==== Entries provided ====
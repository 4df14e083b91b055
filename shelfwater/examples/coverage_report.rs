use anyhow::Result;
use shelfwater::geometric::coverage::WaterCoverage;

/// Example: full coverage run with a JSON report export
///
/// Arguments: boundary file, classified raster, optional output directory
/// for the report (defaults to ./output).
fn main() -> Result<()> {
    let args: Vec<String> = std::env::args().skip(1).collect();
    if args.len() < 2 {
        eprintln!("Usage: coverage_report <boundary.shp> <classified.tif> [output_dir]");
        std::process::exit(1);
    }

    let mut coverage = WaterCoverage::new(&args[0], &args[1], args.get(2).cloned());
    // Classified rasters from the thresholding step mark water as 0
    coverage.set_water_value(0.0);

    let coverage = coverage.run()?;

    if let Some(report) = coverage.report() {
        println!("Cells inside boundary: {}", report.total_cells);
        println!("Water cells: {}", report.water_cells);
        println!(
            "Water coverage within ice shelf boundary: {:.2}%",
            report.percent
        );
    }

    coverage.to_json(None)?;
    println!("Output directory: {:?}", coverage.get_output_path());

    Ok(())
}
/// Default location for exported reports and other artifacts.
pub const DEFAULT_OUTPUT_PATH: &str = "./output";

/// Base struct for geospatial bookkeeping.
/// Holds the working CRS and the output path for exported artifacts.
#[derive(Clone)]
pub struct GeoCore {
    /// EPSG code of the declared CRS
    pub epsg: i32,
    /// Output path for processed data
    pub output_path: Option<String>,
}

impl GeoCore {
    /// Create a new GeoCore with the given EPSG code
    pub fn new(epsg: i32) -> Self {
        GeoCore {
            epsg,
            output_path: None,
        }
    }

    /// Create default GeoCore
    pub fn default() -> Self {
        // Default to EPSG:3031 (Antarctic Polar Stereographic)
        GeoCore::new(3031)
    }

    /// Get EPSG code
    pub fn get_epsg(&self) -> i32 {
        self.epsg
    }

    /// Set EPSG code
    pub fn set_epsg(&mut self, epsg: i32) {
        self.epsg = epsg;
    }

    /// Get output path
    pub fn get_output_path(&self) -> Option<&String> {
        self.output_path.as_ref()
    }

    /// Set output path
    pub fn set_output_path(&mut self, output_path: Option<String>) {
        self.output_path = output_path;
    }
}

/// Bounding box structure
#[derive(Debug, Clone, Copy)]
pub struct BoundingBox {
    pub min_x: f64,
    pub min_y: f64,
    pub max_x: f64,
    pub max_y: f64,
}

impl BoundingBox {
    pub fn new(min_x: f64, min_y: f64, max_x: f64, max_y: f64) -> Self {
        BoundingBox {
            min_x,
            min_y,
            max_x,
            max_y,
        }
    }

    /// Whether two boxes share any area (touching edges count).
    pub fn intersects(&self, other: &BoundingBox) -> bool {
        self.min_x <= other.max_x
            && self.max_x >= other.min_x
            && self.min_y <= other.max_y
            && self.max_y >= other.min_y
    }
}

#[cfg(test)]
mod tests {
    use super::*;

    #[test]
    fn test_geo_core_default() {
        let gc = GeoCore::default();
        assert_eq!(gc.get_epsg(), 3031);
    }

    #[test]
    fn test_geo_core_set_epsg() {
        let mut gc = GeoCore::default();
        gc.set_epsg(4326);
        assert_eq!(gc.get_epsg(), 4326);
    }

    #[test]
    fn test_bounding_box_intersects() {
        let a = BoundingBox::new(0.0, 0.0, 4.0, 4.0);
        let b = BoundingBox::new(2.0, 2.0, 6.0, 6.0);
        assert!(a.intersects(&b));
        assert!(b.intersects(&a));
    }

    #[test]
    fn test_bounding_box_disjoint() {
        let a = BoundingBox::new(0.0, 0.0, 4.0, 4.0);
        let b = BoundingBox::new(10.0, 10.0, 12.0, 12.0);
        assert!(!a.intersects(&b));
    }

    #[test]
    fn test_bounding_box_touching_edge() {
        let a = BoundingBox::new(0.0, 0.0, 4.0, 4.0);
        let b = BoundingBox::new(4.0, 0.0, 8.0, 4.0);
        assert!(a.intersects(&b));
    }
}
====
Your task is to transcribe the listing in full, so that each line reads exactly as before.

repository 4df14e083b91b055
filename shelfwater/examples/coverage_report.rs
use anyhow::Result;
use shelfwater::geometric::coverage::WaterCoverage;

/// Example: full coverage run with a JSON report export
///
/// Arguments: boundary file, classified raster, optional output directory
/// for the report (defaults to ./output).
fn main() -> Result<()> {
    let args: Vec<String> = std::env::args().skip(1).collect();
    if args.len() < 2 {
        eprintln!("Usage: coverage_report <boundary.shp> <classified.tif> [output_dir]");
        std::process::exit(1);
    }

    let mut coverage = WaterCoverage::new(&args[0], &args[1], args.get(2).cloned());
    // Classified rasters from the thresholding step mark water as 0
    coverage.set_water_value(0.0);

    let coverage = coverage.run()?;

    if let Some(report) = coverage.report() {
        println!("Cells inside boundary: {}", report.total_cells);
        println!("Water cells: {}", report.water_cells);
        println!(
            "Water coverage within ice shelf boundary: {:.2}%",
            report.percent
        );
    }

    coverage.to_json(None)?;
    println!("Output directory: {:?}", coverage.get_output_path());

    Ok(())
}
/// Default location for exported reports and other artifacts.
pub const DEFAULT_OUTPUT_PATH: &str = "./output";

/// Base struct for geospatial bookkeeping.
/// Holds the working CRS and the output path for exported artifacts.
#[derive(Clone)]
pub struct GeoCore {
    /// EPSG code of the declared CRS
    pub epsg: i32,
    /// Output path for processed data
    pub output_path: Option<String>,
}

impl GeoCore {
    /// Create a new GeoCore with the given EPSG code
    pub fn new(epsg: i32) -> Self {
        GeoCore {
            epsg,
            output_path: None,
        }
    }

    /// Create default GeoCore
    pub fn default() -> Self {
        // Default to EPSG:3031 (Antarctic Polar Stereographic)
        GeoCore::new(3031)
    }

    /// Get EPSG code
    pub fn get_epsg(&self) -> i32 {
        self.epsg
    }

    /// Set EPSG code
    pub fn set_epsg(&mut self, epsg: i32) {
        self.epsg = epsg;
    }

    /// Get output path
    pub fn get_output_path(&self) -> Option<&String> {
        self.output_path.as_ref()
    }

    /// Set output path
    pub fn set_output_path(&mut self, output_path: Option<String>) {
        self.output_path = output_path;
    }
}

/// Bounding box structure
#[derive(Debug, Clone, Copy)]
pub struct BoundingBox {
    pub min_x: f64,
    pub min_y: f64,
    pub max_x: f64,
    pub max_y: f64,
}

impl BoundingBox {
    pub fn new(min_x: f64, min_y: f64, max_x: f64, max_y: f64) -> Self {
        BoundingBox {
            min_x,
            min_y,
            max_x,
            max_y,
        }
    }

    /// Whether two boxes share any area (touching edges count).
    pub fn intersects(&self, other: &BoundingBox) -> bool {
        self.min_x <= other.max_x
            && self.max_x >= other.min_x
            && self.min_y <= other.max_y
            && self.max_y >= other.min_y
    }
}

#[cfg(test)]
mod tests {
    use super::*;

    #[test]
    fn test_geo_core_default() {
        let gc = GeoCore::default();
        assert_eq!(gc.get_epsg(), 3031);
    }

    #[test]
    fn test_geo_core_set_epsg() {
        let mut gc = GeoCore::default();
        gc.set_epsg(4326);
        assert_eq!(gc.get_epsg(), 4326);
    }

    #[test]
    fn test_bounding_box_intersects() {
        let a = BoundingBox::new(0.0, 0.0, 4.0, 4.0);
        let b = BoundingBox::new(2.0, 2.0, 6.0, 6.0);
        assert!(a.intersects(&b));
        assert!(b.intersects(&a));
    }

    #[test]
    fn test_bounding_box_disjoint() {
        let a = BoundingBox::new(0.0, 0.0, 4.0, 4.0);
        let b = BoundingBox::new(10.0, 10.0, 12.0, 12.0);
        assert!(!a.intersects(&b));
    }

    #[test]
    fn test_bounding_box_touching_edge() {
        let a = BoundingBox::new(0.0, 0.0, 4.0, 4.0);
        let b = BoundingBox::new(4.0, 0.0, 8.0, 4.0);
        assert!(a.intersects(&b));
    }
}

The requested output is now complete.